We also identified population subgroups for which being affiliated or not to the programs analyzed did not make a difference in the EC of maternal and childcare services. This is the case for women with fewer years of schooling (0-6 years.), adolescents, and indigenous women, which is consistent with the widely evidenced association between mother education and child health [8]. In these population subgroups, no significant differences were found between the four scenarios evaluated (with social security, with Prospera + SPS, with Prospera or SPS and without Prospera nor health insurance). This reflects that for the most vulnerable groups the benefits of the analyzed programs are not enough to achieve significant changes in the EC of maternal and child health services and that more comprehensive policy efforts are needed to revert these indicators, generate greater equity and obtain better results in maternal and child health outcomes. Additionally, subgroups where only the combination of both programs equals the coverage of maternal health services to those observed in the population with social security. This is the case of women 29 years of age or older, non-indigenous women, those who live in households with a higher score in the asset index, those who live in highly marginalized areas, and those diagnosed with complications during pregnancy. Particular attention should be paid for those subgroups of population from urban areas with low socioeconomic status, without health insurance and without any access to other type of social programs such as Prospera. That is the case of young women who are not having any support from the demand side, through the access to social programs, focus on improving the adequate use of reproductive health services of young women, or some support from the supply side, through the coverage of a health insurance. The combination of both strategies could increase the chances to approach effective reproductive health services by these subgroups.

Previous studies have documented the effects of supply and demand-side interventions and showed an increase in the use of health care services and in the reduction of child mortality, mortality among children 5 years of age and under and maternal mortality [8,9]. However, they highlight to pay special attention to the organizational, logistic, and administrative aspects from the supply side of health services. For example, attention should be paid to avoid corrupt practices and lack of transparency that reduce the possibility that these financing schemes really have an impact on the reduction of direct out-of-pocket spending by users and that contribute to a loss of confidence in the way these interventions are implemented. Another aspect to be considered and that has been documented, is the need to increase efficiency in the use of resources. Inefficiency in the provision of health services is another element that puts at risk the possibility of achieving the objectives proposed by these interventions. In this respect, we have recently shown that the steady escalation of financial resources in the public health subsystem over the past 15 years has yielded sub-optimal results as regards coverage for essential maternal health interventions among the poorest; suggesting that the Mexican government must put in place a set of measures to guarantee efficiency in the system’s performance without affecting equity gains [40].

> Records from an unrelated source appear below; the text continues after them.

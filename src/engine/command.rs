//! The engine's complete interactive vocabulary.
//!
//! Every user-facing operation, whether triggered by a key press, a mouse
//! gesture or a programmatic call, is represented as a `DemoCommand`.
//! Consumers construct commands and pass them to
//! [`DemoEngine::execute`](super::DemoEngine::execute).

use glam::Vec2;

/// Every action the engine can perform in response to user input.
#[derive(Debug, Clone, Copy, PartialEq)]
pub enum DemoCommand {
    // ── Scene transform ─────────────────────────────────────────────
    /// Spin the scene by `delta` pixels of mouse movement.
    RotateScene {
        /// Horizontal and vertical drag delta.
        delta: Vec2,
    },

    /// Translate the scene by `delta` pixels of mouse movement.
    PanScene {
        /// Horizontal and vertical drag delta.
        delta: Vec2,
    },

    /// Move the scene along Z (positive = toward the viewer).
    Zoom {
        /// Scroll amount; only the sign is used.
        delta: f32,
    },

    /// Drop all mouse rotation and translation.
    ResetView,

    // ── Rendering ───────────────────────────────────────────────────
    /// Switch between line and filled polygons.
    SetWireframe(bool),

    // ── Instance count ──────────────────────────────────────────────
    /// One step more instances, up to the ceiling.
    IncreaseInstances,

    /// One step fewer instances, down to the floor.
    DecreaseInstances,

    /// Jump to an explicit instance count (clamped to the ceiling).
    SetInstances {
        /// Requested count.
        count: u32,
    },

    // ── Window ──────────────────────────────────────────────────────
    /// Borderless fullscreen on the current monitor.
    Fullscreen,

    /// Leave fullscreen.
    Windowed,

    /// Close the window and end the event loop.
    Quit,
}

impl DemoCommand {
    /// Whether the window, not the engine, carries this command out.
    #[must_use]
    pub fn is_window_command(&self) -> bool {
        matches!(self, Self::Fullscreen | Self::Windowed | Self::Quit)
    }
}

#[cfg(test)]
mod tests {
    use super::*;

    #[test]
    fn window_commands_are_flagged() {
        assert!(DemoCommand::Quit.is_window_command());
        assert!(DemoCommand::Fullscreen.is_window_command());
        assert!(DemoCommand::Windowed.is_window_command());
        assert!(!DemoCommand::SetWireframe(true).is_window_command());
        assert!(!DemoCommand::IncreaseInstances.is_window_command());
    }
}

A key element to take into consideration to adequately weight the value of these programs and their joint positive effect is the political use that have been made of them. On the SPS side, inefficiencies of allocation, inexperienced management, and diversion of resources by local political actors have been documented [41,42]. These factors reduce the capacity of the program to maximize achievements in the production of services, the reduction of out-of-pocket expenditure, and the improvement of health conditions. In the case of Prospera improper use of funds for the unjustified purchase of goods and services, and the allocation of subsidies to promote the vote in favor of the party in the government have been observed. The shielding of these programs against these types of abuse and deviations could raise the possibility of increasing the positive effect shown by the study.

We show that some factors such as years of study (12 or more), age (being 29 or older), and having a planned cesarean are factors associated with higher EC. Also, these factors might be highly associated with more information, empowerment and, autonomy of the mother. For this reason, in the case of policies from the demand side, it is necessary to strengthen the communication mechanisms in the communities, increasing the maternal knowledge of health, and empowerment and autonomy of women to increase the use of maternal and child health services, through communication and dissemination campaigns about adequate health services to expect better care, as well as social support to ask for a better care, and maximize the potential benefits in those population groups with the greatest need. More information about their rights and the benefits of these interventions improves the population empowerment and their ability to benefit from these policy initiatives.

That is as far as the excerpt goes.